Le gouvernement rwandais a réagi à la main tendue du président congolais, Félix Tshisekedi, lors de son intervention devant la diaspora à Bruxelles. Par le biais de son ministre des Affaires étrangères, Olivier Nduhungirehe, Kigali a exprimé son désintérêt pour ce qu’il qualifie de « commedia dell’arte » destinée à un public congolais et international.
« Il pourra toujours attendre jusqu’aux calendes grecques, car le Rwanda n’est vraiment pas intéressé à participer à cette mise en scène », a déclaré le ministre sur son compte X.

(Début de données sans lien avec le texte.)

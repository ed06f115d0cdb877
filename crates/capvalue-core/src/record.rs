// Per-player-season records shared by the aggregator, merger and scorer.

use crate::positions::PositionGroup;
use serde::{Deserialize, Serialize};
use std::collections::{BTreeMap, BTreeSet};
use std::fmt;

/// Named numeric stats for one player-season. Absent key = null value.
pub type StatLine = BTreeMap<String, f64>;

/// Columns every [`PlayerSeason`] carries as typed fields. These are always
/// part of a table's schema, whatever the input vintage.
pub const RECORD_COLUMNS: &[&str] = &[
    "games_played",
    "total_offense_snaps",
    "total_defense_snaps",
    "total_st_snaps",
    "total_snaps",
    "snap_games",
    "apy_cap_pct",
    "apy",
    "value",
    "guaranteed",
    "years",
    "year_signed",
    "contract_end_year",
];

// ---------------------------------------------------------------------------
// Snaps and contracts
// ---------------------------------------------------------------------------

/// Season snap totals for one player.
#[derive(Debug, Clone, PartialEq, Serialize, Deserialize)]
pub struct SeasonSnaps {
    pub offense: f64,
    pub defense: f64,
    pub special_teams: f64,
    pub total: f64,
    pub games: u32,
}

#[derive(Debug, Clone, Copy, PartialEq, Eq, Hash, Serialize, Deserialize)]
#[serde(rename_all = "lowercase")]
pub enum ContractType {
    Rookie,
    Veteran,
}

impl ContractType {
    pub fn as_str(&self) -> &'static str {
        match self {
            ContractType::Rookie => "rookie",
            ContractType::Veteran => "veteran",
        }
    }
}

impl fmt::Display for ContractType {
    fn fmt(&self, f: &mut fmt::Formatter<'_>) -> fmt::Result {
        f.write_str(self.as_str())
    }
}

/// Contract terms in force for one player in one season.
#[derive(Debug, Clone, PartialEq, Serialize, Deserialize)]
pub struct SeasonContract {
    pub gsis_id: String,
    pub season: i32,
    pub player_name: Option<String>,
    pub position: Option<String>,
    pub team: Option<String>,
    /// Average annual value as a percent of the salary cap (fraction, 0.05 = 5%).
    pub apy_cap_pct: f64,
    pub apy: Option<f64>,
    pub value: Option<f64>,
    pub guaranteed: Option<f64>,
    pub years: u32,
    pub year_signed: i32,
    pub contract_end_year: i32,
    pub contract_type: ContractType,
}

// ---------------------------------------------------------------------------
// PlayerSeason
// ---------------------------------------------------------------------------

/// One player in one season, unioned across all sources.
#[derive(Debug, Clone, PartialEq, Serialize, Deserialize)]
pub struct PlayerSeason {
    pub player_id: String,
    pub season: i32,
    pub player_name: Option<String>,
    /// Raw position label as reported by the source.
    pub position: Option<String>,
    /// Upstream position-group label, kept for reference only.
    pub position_group: Option<String>,
    pub pos_group: PositionGroup,
    pub recent_team: Option<String>,
    pub games_played: u32,
    pub stats: StatLine,
    pub snaps: Option<SeasonSnaps>,
    pub contract: Option<SeasonContract>,
    pub has_salary: bool,
    pub meets_snap_threshold: bool,
}

impl PlayerSeason {
    /// A bare record with no stats, snaps or contract attached.
    pub fn new(player_id: impl Into<String>, season: i32) -> Self {
        PlayerSeason {
            player_id: player_id.into(),
            season,
            player_name: None,
            position: None,
            position_group: None,
            pos_group: PositionGroup::Unknown,
            recent_team: None,
            games_played: 0,
            stats: StatLine::new(),
            snaps: None,
            contract: None,
            has_salary: false,
            meets_snap_threshold: false,
        }
    }

    pub fn key(&self) -> (&str, i32) {
        (self.player_id.as_str(), self.season)
    }

    pub fn stat(&self, name: &str) -> Option<f64> {
        self.stats.get(name).copied()
    }

    pub fn total_snaps(&self) -> Option<f64> {
        self.snaps.as_ref().map(|s| s.total)
    }

    pub fn apy_cap_pct(&self) -> Option<f64> {
        self.contract.as_ref().map(|c| c.apy_cap_pct)
    }

    /// Look up any numeric column by name: typed record fields first, then
    /// the stat line.
    pub fn value_of(&self, column: &str) -> Option<f64> {
        let snaps = self.snaps.as_ref();
        let contract = self.contract.as_ref();
        match column {
            "games_played" => Some(self.games_played as f64),
            "total_offense_snaps" => snaps.map(|s| s.offense),
            "total_defense_snaps" => snaps.map(|s| s.defense),
            "total_st_snaps" => snaps.map(|s| s.special_teams),
            "total_snaps" => snaps.map(|s| s.total),
            "snap_games" => snaps.map(|s| s.games as f64),
            "apy_cap_pct" => contract.map(|c| c.apy_cap_pct),
            "apy" => contract.and_then(|c| c.apy),
            "value" => contract.and_then(|c| c.value),
            "guaranteed" => contract.and_then(|c| c.guaranteed),
            "years" => contract.map(|c| c.years as f64),
            "year_signed" => contract.map(|c| c.year_signed as f64),
            "contract_end_year" => contract.map(|c| c.contract_end_year as f64),
            other => self.stat(other),
        }
    }
}

// ---------------------------------------------------------------------------
// PlayerSeasonTable
// ---------------------------------------------------------------------------

/// A batch of player-seasons plus the stat columns present in its inputs.
///
/// `stat_columns` is what separates "this input vintage has no such column"
/// from "this player has no value for it".
#[derive(Debug, Clone, Default, PartialEq)]
pub struct PlayerSeasonTable {
    pub stat_columns: BTreeSet<String>,
    pub rows: Vec<PlayerSeason>,
}

impl PlayerSeasonTable {
    pub fn new(stat_columns: BTreeSet<String>, rows: Vec<PlayerSeason>) -> Self {
        PlayerSeasonTable { stat_columns, rows }
    }

    pub fn has_column(&self, name: &str) -> bool {
        RECORD_COLUMNS.contains(&name) || self.stat_columns.contains(name)
    }

    pub fn len(&self) -> usize {
        self.rows.len()
    }

    pub fn is_empty(&self) -> bool {
        self.rows.is_empty()
    }

    /// Same schema, rows filtered by `keep`.
    pub fn filtered<F>(&self, keep: F) -> PlayerSeasonTable
    where
        F: Fn(&PlayerSeason) -> bool,
    {
        PlayerSeasonTable {
            stat_columns: self.stat_columns.clone(),
            rows: self.rows.iter().filter(|r| keep(r)).cloned().collect(),
        }
    }
}

#[cfg(test)]
mod tests {
    use super::*;

    fn contract(apy_cap_pct: f64) -> SeasonContract {
        SeasonContract {
            gsis_id: "00-0001".into(),
            season: 2020,
            player_name: None,
            position: None,
            team: None,
            apy_cap_pct,
            apy: Some(1.5),
            value: None,
            guaranteed: None,
            years: 4,
            year_signed: 2020,
            contract_end_year: 2023,
            contract_type: ContractType::Rookie,
        }
    }

    #[test]
    fn value_of_reads_typed_fields_and_stats() {
        let mut rec = PlayerSeason::new("00-0001", 2020);
        rec.games_played = 16;
        rec.stats.insert("receiving_yards".into(), 1200.0);
        rec.snaps = Some(SeasonSnaps {
            offense: 800.0,
            defense: 0.0,
            special_teams: 20.0,
            total: 820.0,
            games: 16,
        });
        rec.contract = Some(contract(0.01));

        assert_eq!(rec.value_of("games_played"), Some(16.0));
        assert_eq!(rec.value_of("total_snaps"), Some(820.0));
        assert_eq!(rec.value_of("apy_cap_pct"), Some(0.01));
        assert_eq!(rec.value_of("apy"), Some(1.5));
        assert_eq!(rec.value_of("guaranteed"), None);
        assert_eq!(rec.value_of("receiving_yards"), Some(1200.0));
        assert_eq!(rec.value_of("receptions"), None);
    }

    #[test]
    fn missing_snaps_and_contract_are_null() {
        let rec = PlayerSeason::new("00-0002", 2019);
        assert_eq!(rec.total_snaps(), None);
        assert_eq!(rec.apy_cap_pct(), None);
        assert_eq!(rec.value_of("years"), None);
    }

    #[test]
    fn table_schema_includes_record_columns() {
        let table = PlayerSeasonTable::new(
            ["passing_yards".to_string()].into_iter().collect(),
            Vec::new(),
        );
        assert!(table.has_column("passing_yards"));
        assert!(table.has_column("total_snaps"));
        assert!(!table.has_column("rushing_yards"));
        assert!(table.is_empty());
    }
}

Olivier Nduhungirehe a toutefois précisé que le président Tshisekedi est attendu dans le cadre des pourparlers initiés par les États-Unis et du processus de paix de Doha, piloté par le Qatar. Selon lui, le chef de l’État congolais doit lever ses blocages et respecter les engagements liés au cessez-le-feu, notamment en arrêtant les attaques aériennes contre les villages Banyamulenge et d’autres communautés, et en neutralisant les rebelles FDLR.
Face à cette réplique, Félix Tshisekedi a réaffirmé le samedi 11 octobre à Bruxelles qu’il attend toujours une réponse de son homologue rwandais, confirmant sa volonté de dialogue.